Within what range of sequence numbers should a packet, sent by the client fall in order to be accepted by the server? 

A. 200-250 

B. 121-371 

C. 120-321 

D. 121-231 

E. 120-370 

Answer:

Explanation: Package number 120 have already been received by the server and the window is 250 packets, so any package number from 121 (next in sequence) to 371 (121+250). 


Q129. Which of the following is an automated vulnerability assessment tool. 

A. Whack a Mole 

B. Nmap 

C. Nessus 

D. Kismet 

E. Jill32 

Answer:

Explanation: Nessus is a vulnerability assessment tool. 


Q130. Jim was having no luck performing a penetration test on his company’s network. He was running the test from home and had downloaded every security scanner he could lay his hands on. Despite knowing the IP range of all of the systems and the exact network configuration, Jim was unable to get any useful results. Why is Jim having these problems? 

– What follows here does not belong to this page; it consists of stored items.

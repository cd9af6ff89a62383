use std::future::Future;
use std::sync::atomic::{AtomicBool, Ordering};

/// Exit status for a run cut short by a second interrupt (128 + SIGINT).
pub const FORCED_EXIT_CODE: i32 = 130;

/// Waits on `interrupt` (which resolves `true` when a signal arrives). The
/// first signal raises `stop` so virtual users finish their current iteration;
/// returns `true` if a second one arrives, after which the caller should exit
/// without waiting for in-flight requests.
pub async fn watch_interrupts<F, Fut>(stop: &AtomicBool, mut interrupt: F) -> bool
where
    F: FnMut() -> Fut,
    Fut: Future<Output = bool>,
{
    if !interrupt().await {
        return false;
    }
    tracing::info!("interrupt received, letting in-flight iterations finish (interrupt again to exit)");
    stop.store(true, Ordering::Relaxed);
    if !interrupt().await {
        return false;
    }
    tracing::warn!("second interrupt, exiting without waiting for in-flight requests");
    true
}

A. Security scanners can’t perform vulnerability linkage 

B. Security Scanners are not designed to do testing through a firewall 

C. Security Scanners are only as smart as their database and can’t find unpublished vulnerabilities 

D. All of the above 

Answer: D

Explanation: Security scanners are designed to find vulnerabilities but not to use them, also they will only find well known vulnerabilities that and no zero day exploits. Therefore you can’t use a security scanner for penetration testing but need a more powerful program.